Mikael Buch lui donne son premier premier rôle dans la comédie queer Let My People Go !, où le comédien est étourdissant de fantaisie drolatique (notamment dans un playback extravagant sur Where Is My Man ? d’Eartha Kitt). Enfin, Yann Gonzalez lui donne à cinq ans d’intervalle deux rôles extrêmement marquants : dans Les Rencontres d’après minuit (2013), il est l’hôtesse déchaînée d’une partouze mélancolique en tenue de soubrette (on pense bien sûr au travestissement idoine du fameux auteur argentin seventies Copi). Puis dans Un couteau dans le cœur (2018), il est un hardeur de porno gay au service de Vanessa Paradis (son idole d’enfance, à laquelle il rend un émouvant hommage dans Garçon chiffon, en playback sur Marilyn et John).

Deux talents monstres

“Je n’ai jamais été de ceux à qui on fait immédiatement une place royale, confie sans amertume Nicolas. Je n’ai pas enchaîné les tournages. Je n’ai jamais fait partie de ces comédiens à qui on offre tout, tout de suite. Je ne m’en plains pas d’ailleurs. Je me suis senti accueilli dans certains films par certains cinéastes qui m’avaient vraiment choisi." Bertrand Mandico, un des cinéastes à l’univers poétique le plus transgressif de sa génération, a par exemple choisi Nicolas pour le clip d’une chanson de Calypso Valois, Apprivoisé.

 

Le comédien y interprète un étonnant oiseau de proie qui affole un dîner mondain en accomplissant des prodiges avant d’égorger tous·tes les invité·es à grands coups de griffes. Quand on l’interroge sur le jeu de Laure Calamy, Vincent Macaigne parle de sa “fureur magnifique” et conclut en disant : “Laure a un monstre en elle. Dans Garçon chiffon, le personnage principal décrit ainsi l'amour toxique qui l'unit à son compagnon : “Plus je l'aime et plus j'ai le monstre vert aux yeux rouges qui grandit en moi.

 

Cette capacité à faire sourdre un monstre intime tapi en soi, c’est peut-être le lien le plus fondamental entre les deux comédien·nes. Nicolas confirme : “C’est un mot qui a une étymologie magnifique, 'monstre'. Ça désigne ce qui est montré. Avec Laure, nous avons en commun d’aimer montrer tout ce qui peut nous traverser entre la fiente et le lyrisme. D’ailleurs, Laure m’a offert le livre de Gérard Depardieu intitulé Monstre.

 

Laure enchaîne en disant qu’en voyant Nicolas dans son costume lors du shooting pour Les Inrockuptibles, elle a pensé au Joker du film de Todd Phillips. “Il serait formidable dans ce rôle à la fois monstrueux et si humain, qui fait peur et dans lequel tout le monde peut se reconnaîre.” Puis elle ajoute que tous les deux pourraient tenir le rôle. “On s’est souvent plu à s’imaginer Macbeth et Lady Macbeth, mais je nous verrais bien aussi jouer une paire de jokers.” Ils éclatent de rire.
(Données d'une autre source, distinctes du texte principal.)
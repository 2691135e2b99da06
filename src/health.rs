// =============================================================================
// Health Aggregator — Cross-analyzer overall health, comparison, rankings
// =============================================================================
//
// Combines the three analyzers' scores into a single overall-health figure
// and fans out across markets for comparison and ranking views. Per-market
// work runs concurrently; each analyzer call is independently cached, so a
// ranking sweep right after a comparison is nearly free.

use std::sync::Arc;

use chrono::Utc;
use futures_util::future::join_all;
use serde::Serialize;
use tracing::debug;

use crate::liquidity::LiquidityAnalyzer;
use crate::math::round2;
use crate::microstructure::MicrostructureAnalyzer;
use crate::scoring::overall_health_score;
use crate::types::{MarketMeta, MarketType};
use crate::volatility::VolatilityAnalyzer;

// =============================================================================
// Report types
// =============================================================================

#[derive(Debug, Clone, Serialize)]
pub struct HealthScores {
    pub liquidity: f64,
    pub volatility: f64,
    pub momentum: f64,
    pub overall_health: f64,
}

#[derive(Debug, Clone, Serialize)]
pub struct QuickStats {
    pub price_usd: f64,
    pub volume_24h_usd: f64,
    pub spread_bps: f64,
}

#[derive(Debug, Clone, Serialize)]
pub struct MarketHealthReport {
    pub market_id: String,
    pub market_name: String,
    pub market_type: MarketType,
    pub scores: HealthScores,
    pub quick_stats: QuickStats,
}

#[derive(Debug, Clone, Serialize)]
pub struct ComparisonReport {
    pub count: usize,
    pub timestamp: String,
    pub markets: Vec<MarketHealthReport>,
}

#[derive(Debug, Clone, Serialize)]
pub struct RankedMarket {
    pub rank: usize,
    pub market_id: String,
    pub market_name: String,
    pub market_type: MarketType,
    pub score: f64,
}

#[derive(Debug, Clone, Serialize)]
pub struct RankingsReport {
    pub metric: String,
    pub market_type_filter: Option<MarketType>,
    pub count: usize,
    pub timestamp: String,
    pub rankings: Vec<RankedMarket>,
}

// =============================================================================
// Aggregator
// =============================================================================

pub struct HealthAggregator {
    liquidity: Arc<LiquidityAnalyzer>,
    volatility: Arc<VolatilityAnalyzer>,
    microstructure: Arc<MicrostructureAnalyzer>,
}

impl HealthAggregator {
    pub fn new(
        liquidity: Arc<LiquidityAnalyzer>,
        volatility: Arc<VolatilityAnalyzer>,
        microstructure: Arc<MicrostructureAnalyzer>,
    ) -> Self {
        Self {
            liquidity,
            volatility,
            microstructure,
        }
    }

    /// Overall health for one market, with the contributing scores.
    pub async fn market_health(&self, market: &MarketMeta) -> MarketHealthReport {
        let (liq, vol, mom) = tokio::join!(
            self.liquidity.score(market),
            self.volatility.current(market),
            self.microstructure.momentum(market),
        );

        let overall = overall_health_score(
            liq.liquidity_score,
            vol.volatility_score,
            mom.momentum_score,
        );

        debug!(
            market = %market.ticker,
            overall = overall,
            "market health aggregated"
        );

        MarketHealthReport {
            market_id: market.market_id.clone(),
            market_name: market.ticker.clone(),
            market_type: market.market_type,
            scores: HealthScores {
                liquidity: liq.liquidity_score,
                volatility: vol.volatility_score,
                momentum: mom.momentum_score,
                overall_health: overall,
            },
            quick_stats: QuickStats {
                // Price is not derivable from the score reports; the stable
                // record shape keeps the field zeroed.
                price_usd: 0.0,
                volume_24h_usd: round2(liq.metrics.bid_depth_usd + liq.metrics.ask_depth_usd),
                spread_bps: liq.metrics.spread_bps,
            },
        }
    }

    /// Side-by-side health for a set of markets, input order preserved.
    pub async fn compare(&self, markets: &[MarketMeta]) -> ComparisonReport {
        let reports = join_all(markets.iter().map(|m| self.market_health(m))).await;

        ComparisonReport {
            count: reports.len(),
            timestamp: Utc::now().to_rfc3339(),
            markets: reports,
        }
    }

    /// Markets ranked by composite liquidity score, best first.
    pub async fn rank_by_liquidity(
        &self,
        markets: &[MarketMeta],
        market_type_filter: Option<MarketType>,
    ) -> RankingsReport {
        let scored = join_all(
            filtered(markets, market_type_filter).map(|m| async move {
                let report = self.liquidity.score(m).await;
                (m, report.liquidity_score)
            }),
        )
        .await;

        build_rankings("liquidity", market_type_filter, scored)
    }

    /// Markets ranked by volatility score, most volatile first.
    pub async fn rank_by_volatility(
        &self,
        markets: &[MarketMeta],
        market_type_filter: Option<MarketType>,
    ) -> RankingsReport {
        let scored = join_all(
            filtered(markets, market_type_filter).map(|m| async move {
                let report = self.volatility.current(m).await;
                (m, report.volatility_score)
            }),
        )
        .await;

        build_rankings("volatility", market_type_filter, scored)
    }
}

fn filtered(
    markets: &[MarketMeta],
    market_type_filter: Option<MarketType>,
) -> impl Iterator<Item = &MarketMeta> {
    markets
        .iter()
        .filter(move |m| market_type_filter.map_or(true, |t| m.market_type == t))
}

fn build_rankings(
    metric: &str,
    market_type_filter: Option<MarketType>,
    mut scored: Vec<(&MarketMeta, f64)>,
) -> RankingsReport {
    scored.sort_by(|a, b| b.1.partial_cmp(&a.1).expect("scores are finite"));

    let rankings = scored
        .into_iter()
        .enumerate()
        .map(|(i, (m, score))| RankedMarket {
            rank: i + 1,
            market_id: m.market_id.clone(),
            market_name: m.ticker.clone(),
            market_type: m.market_type,
            score,
        })
        .collect::<Vec<_>>();

    RankingsReport {
        metric: metric.to_string(),
        market_type_filter,
        count: rankings.len(),
        timestamp: Utc::now().to_rfc3339(),
        rankings,
    }
}
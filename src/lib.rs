// =============================================================================
// Market Pulse — On-demand market intelligence scoring for Injective markets
// =============================================================================
//
// Turns raw order-book snapshots and trade ticks into normalized intelligence
// scores: liquidity, volatility, momentum, and order flow. The engine is
// pull-based. Every report is computed on demand from fresh (or
// freshness-window-cached) upstream data; the only durable state is the
// per-market volatility regime tracker.
//
// The HTTP presentation layer, market discovery, and rate limiting live in
// the consuming service; this crate owns everything from the upstream fetch
// boundary down to the scored reports.

pub mod cache;
pub mod config;
pub mod engine;
pub mod health;
pub mod liquidity;
pub mod math;
pub mod microstructure;
pub mod regime;
pub mod scoring;
pub mod source;
pub mod types;
pub mod volatility;

pub use cache::{CacheStats, ComputationCache};
pub use config::{CacheTtls, EngineConfig, Network};
pub use engine::AnalyticsEngine;
pub use health::HealthAggregator;
pub use liquidity::LiquidityAnalyzer;
pub use microstructure::MicrostructureAnalyzer;
pub use regime::{RegimeState, RegimeTracker, RegimeTransition};
pub use source::{IndexerSource, MarketDataSource, StaticSource};
pub use types::{
    ExecutionRole, MarketMeta, MarketSummary, MarketType, OrderBook, OrderBookLevel, OrderSide,
    Trade, TradeDirection, VolatilityRegime,
};
pub use volatility::VolatilityAnalyzer;
pub mod property_command;
pub mod property_query;
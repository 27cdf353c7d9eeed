pub mod health;
pub mod property;
pub mod router;
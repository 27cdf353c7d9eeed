//! Write side of the product property resource.
//!
//! Every mutation arrives as a command carrying the validated field set. The
//! one database-backed validation, group existence, happens here before any
//! row is touched; persistence failures propagate unmodified.

use sea_orm::sea_query::Expr;
use sea_orm::*;
use tracing::info;

use cassia_common::error::CassiaError;
use cassia_common::model::FieldError;
use cassia_persistence::entity::product_property;

use crate::command::{
    PropertyAttributes, PropertyCreateCommand, PropertyDeleteCommand, PropertyUpdateCommand,
};
use crate::enums::DisplayEnum;
use crate::service::property_query;

async fn ensure_group_exists(
    db: &DatabaseConnection,
    group_id: Option<i64>,
) -> anyhow::Result<()> {
    if let Some(group_id) = group_id
        && !property_query::group_exists(db, group_id).await?
    {
        return Err(CassiaError::Validation(vec![FieldError::new(
            "groupId",
            "group_not_exist",
            format!("group '{}' not exist", group_id),
        )])
        .into());
    }
    Ok(())
}

pub async fn create(
    db: &DatabaseConnection,
    command: PropertyCreateCommand,
) -> anyhow::Result<i64> {
    let PropertyAttributes {
        property_type,
        name,
        description,
        unit,
        group_id,
        is_allow_multiple,
        is_allow_alias,
        sort,
        status,
    } = command.attributes;

    ensure_group_exists(db, group_id).await?;

    let now = chrono::Utc::now().naive_utc();
    let entity = product_property::ActiveModel {
        property_type: Set(property_type.value().to_string()),
        name: Set(name),
        description: Set(description),
        unit: Set(unit),
        group_id: Set(group_id),
        is_allow_multiple: Set(is_allow_multiple),
        is_allow_alias: Set(is_allow_alias),
        sort: Set(sort),
        status: Set(status.value().to_string()),
        created_at: Set(now),
        updated_at: Set(now),
        ..Default::default()
    };

    let res = product_property::Entity::insert(entity).exec(db).await?;
    info!(id = res.last_insert_id, "created product property");

    Ok(res.last_insert_id)
}

pub async fn update(
    db: &DatabaseConnection,
    command: PropertyUpdateCommand,
) -> anyhow::Result<()> {
    let model = product_property::Entity::find_by_id(command.id)
        .one(db)
        .await?
        .ok_or(CassiaError::PropertyNotExist(command.id))?;

    ensure_group_exists(db, command.attributes.group_id).await?;

    let attributes = command.attributes;
    let mut entity: product_property::ActiveModel = model.into();
    entity.property_type = Set(attributes.property_type.value().to_string());
    entity.name = Set(attributes.name);
    entity.description = Set(attributes.description);
    entity.unit = Set(attributes.unit);
    entity.group_id = Set(attributes.group_id);
    entity.is_allow_multiple = Set(attributes.is_allow_multiple);
    entity.is_allow_alias = Set(attributes.is_allow_alias);
    entity.sort = Set(attributes.sort);
    entity.status = Set(attributes.status.value().to_string());
    entity.updated_at = Set(chrono::Utc::now().naive_utc());

    entity.update(db).await?;
    info!(id = command.id, "updated product property");

    Ok(())
}

/// Soft delete: stamps `deleted_at` on live rows only, so repeating the
/// command is a no-op.
pub async fn delete(
    db: &DatabaseConnection,
    command: PropertyDeleteCommand,
) -> anyhow::Result<u64> {
    if command.ids.is_empty() {
        return Ok(0);
    }

    let now = chrono::Utc::now().naive_utc();
    let res = product_property::Entity::update_many()
        .col_expr(product_property::Column::DeletedAt, Expr::value(Some(now)))
        .filter(product_property::Column::Id.is_in(command.ids))
        .filter(product_property::Column::DeletedAt.is_null())
        .exec(db)
        .await?;
    info!(rows = res.rows_affected, "soft deleted product properties");

    Ok(res.rows_affected)
}

/// Permanently removes the rows, trashed or not.
pub async fn force_delete(
    db: &DatabaseConnection,
    command: PropertyDeleteCommand,
) -> anyhow::Result<u64> {
    if command.ids.is_empty() {
        return Ok(0);
    }

    let res = product_property::Entity::delete_many()
        .filter(product_property::Column::Id.is_in(command.ids))
        .exec(db)
        .await?;
    info!(rows = res.rows_affected, "force deleted product properties");

    Ok(res.rows_affected)
}

/// Clears `deleted_at` on trashed rows; live rows are left untouched.
pub async fn restore(
    db: &DatabaseConnection,
    command: PropertyDeleteCommand,
) -> anyhow::Result<u64> {
    if command.ids.is_empty() {
        return Ok(0);
    }

    let cleared: Option<chrono::NaiveDateTime> = None;
    let res = product_property::Entity::update_many()
        .col_expr(product_property::Column::DeletedAt, Expr::value(cleared))
        .filter(product_property::Column::Id.is_in(command.ids))
        .filter(product_property::Column::DeletedAt.is_not_null())
        .exec(db)
        .await?;
    info!(rows = res.rows_affected, "restored product properties");

    Ok(res.rows_affected)
}
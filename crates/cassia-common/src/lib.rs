pub mod error;
pub mod model;

pub use error::{AppError, CassiaError};
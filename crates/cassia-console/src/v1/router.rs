use actix_web::{Scope, web};

use crate::v1::{health, property};

pub fn routers() -> Scope {
    web::scope("/v1").service(
        web::scope("/console")
            .service(health::routers())
            .service(property::routers()),
    )
}
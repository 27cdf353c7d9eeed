pub mod product_property;
pub mod product_property_group;
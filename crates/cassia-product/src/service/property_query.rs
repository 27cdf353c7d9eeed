//! Read side of the product property resource.
//!
//! The default record query deliberately carries no soft-delete exclusion:
//! unless the trashed filter narrows the result, soft-deleted rows are listed
//! alongside live ones. Admins hide them explicitly through the filter.

use std::collections::HashMap;

use sea_orm::*;
use serde::{Deserialize, Serialize};

use cassia_common::model::Page;
use cassia_persistence::entity::{product_property, product_property_group};

pub const DEFAULT_PAGE_SIZE: u64 = 20;

/// Soft-delete visibility toggle of the list view.
#[derive(Debug, Clone, Copy, Default, PartialEq, Eq, Serialize, Deserialize)]
#[serde(rename_all = "camelCase")]
pub enum TrashedFilter {
    /// Default: soft-deleted rows are included.
    #[default]
    WithTrashed,
    OnlyTrashed,
    WithoutTrashed,
}

impl TrashedFilter {
    /// Whether a row with the given deletion marker passes the filter.
    pub fn matches(&self, deleted_at: Option<&chrono::NaiveDateTime>) -> bool {
        match self {
            TrashedFilter::WithTrashed => true,
            TrashedFilter::OnlyTrashed => deleted_at.is_some(),
            TrashedFilter::WithoutTrashed => deleted_at.is_none(),
        }
    }

    fn apply(
        &self,
        query: Select<product_property::Entity>,
    ) -> Select<product_property::Entity> {
        match self {
            TrashedFilter::WithTrashed => query,
            TrashedFilter::OnlyTrashed => {
                query.filter(product_property::Column::DeletedAt.is_not_null())
            }
            TrashedFilter::WithoutTrashed => {
                query.filter(product_property::Column::DeletedAt.is_null())
            }
        }
    }
}

#[derive(Debug, Clone, Default, Deserialize)]
#[serde(rename_all = "camelCase")]
pub struct PropertyPageQuery {
    pub page_no: u64,
    pub page_size: u64,
    pub name: Option<String>,
    pub trashed: TrashedFilter,
}

/// One selectable group of the form's relation field.
#[derive(Debug, Clone, PartialEq, Eq, Serialize)]
#[serde(rename_all = "camelCase")]
pub struct GroupOption {
    pub value: i64,
    pub label: String,
}

pub async fn find_by_id(
    db: &DatabaseConnection,
    id: i64,
) -> anyhow::Result<Option<product_property::Model>> {
    let model = product_property::Entity::find_by_id(id).one(db).await?;
    Ok(model)
}

/// Paginated listing ordered by `sort`, then `id`, optionally narrowed by a
/// name search and the trashed filter.
pub async fn page(
    db: &DatabaseConnection,
    query: &PropertyPageQuery,
) -> anyhow::Result<Page<product_property::Model>> {
    let page_no = query.page_no.max(1);
    let page_size = if query.page_size == 0 {
        DEFAULT_PAGE_SIZE
    } else {
        query.page_size
    };

    let mut select = product_property::Entity::find()
        .order_by_asc(product_property::Column::Sort)
        .order_by_asc(product_property::Column::Id);

    if let Some(name) = query.name.as_deref()
        && !name.is_empty()
    {
        select = select.filter(product_property::Column::Name.contains(name));
    }

    select = query.trashed.apply(select);

    let paginator = select.paginate(db, page_size);
    let total_count = paginator.num_items().await?;
    let page_items = paginator.fetch_page(page_no - 1).await?;

    Ok(Page::new(total_count, page_no, page_size, page_items))
}

/// Groups that can be referenced: trashed groups are neither offered by the
/// form select nor accepted as a submitted `group_id`.
fn live_groups() -> Select<product_property_group::Entity> {
    product_property_group::Entity::find()
        .filter(product_property_group::Column::DeletedAt.is_null())
}

/// Preloaded options for the group select, searchable by name substring.
pub async fn group_options(
    db: &DatabaseConnection,
    search: Option<&str>,
) -> anyhow::Result<Vec<GroupOption>> {
    let mut select = live_groups().order_by_asc(product_property_group::Column::Name);

    if let Some(search) = search
        && !search.is_empty()
    {
        select = select.filter(product_property_group::Column::Name.contains(search));
    }

    let groups = select.all(db).await?;

    Ok(groups
        .into_iter()
        .map(|group| GroupOption {
            value: group.id,
            label: group.name,
        })
        .collect())
}

/// Resolve group names for the table's group column.
pub async fn group_names(
    db: &DatabaseConnection,
    ids: Vec<i64>,
) -> anyhow::Result<HashMap<i64, String>> {
    if ids.is_empty() {
        return Ok(HashMap::new());
    }

    let groups = product_property_group::Entity::find()
        .filter(product_property_group::Column::Id.is_in(ids))
        .all(db)
        .await?;

    Ok(groups
        .into_iter()
        .map(|group| (group.id, group.name))
        .collect())
}

pub async fn group_exists(db: &DatabaseConnection, id: i64) -> anyhow::Result<bool> {
    let count = live_groups()
        .filter(product_property_group::Column::Id.eq(id))
        .count(db)
        .await?;
    Ok(count > 0)
}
“On s’était croisés quelques fois dans la vie grâce à des amis communs, mais on s’est vraiment connus sur le plateau de Dix pour cent. On s’est immédiatement trouvé un imaginaire et un endroit de jeu communs” Laure Calamy

En dépit des diverses résonances de leurs itinéraires, Laure et Nicolas n’avaient jamais tourné ensemble avant la première saison de Dix pour cent. La rencontre a été foudroyante. “On s’était croisés quelques fois dans la vie grâce à des amis communs, mais on s’est vraiment connus sur le plateau de Dix pour cent. On s’est immédiatement trouvé un imaginaire et un endroit de jeu communs. Au début, nous étions présents dans beaucoup de scènes, mais sans avoir beaucoup de choses à faire. On développait ensemble des délires, qu’on injectait ensuite dans les scènes.”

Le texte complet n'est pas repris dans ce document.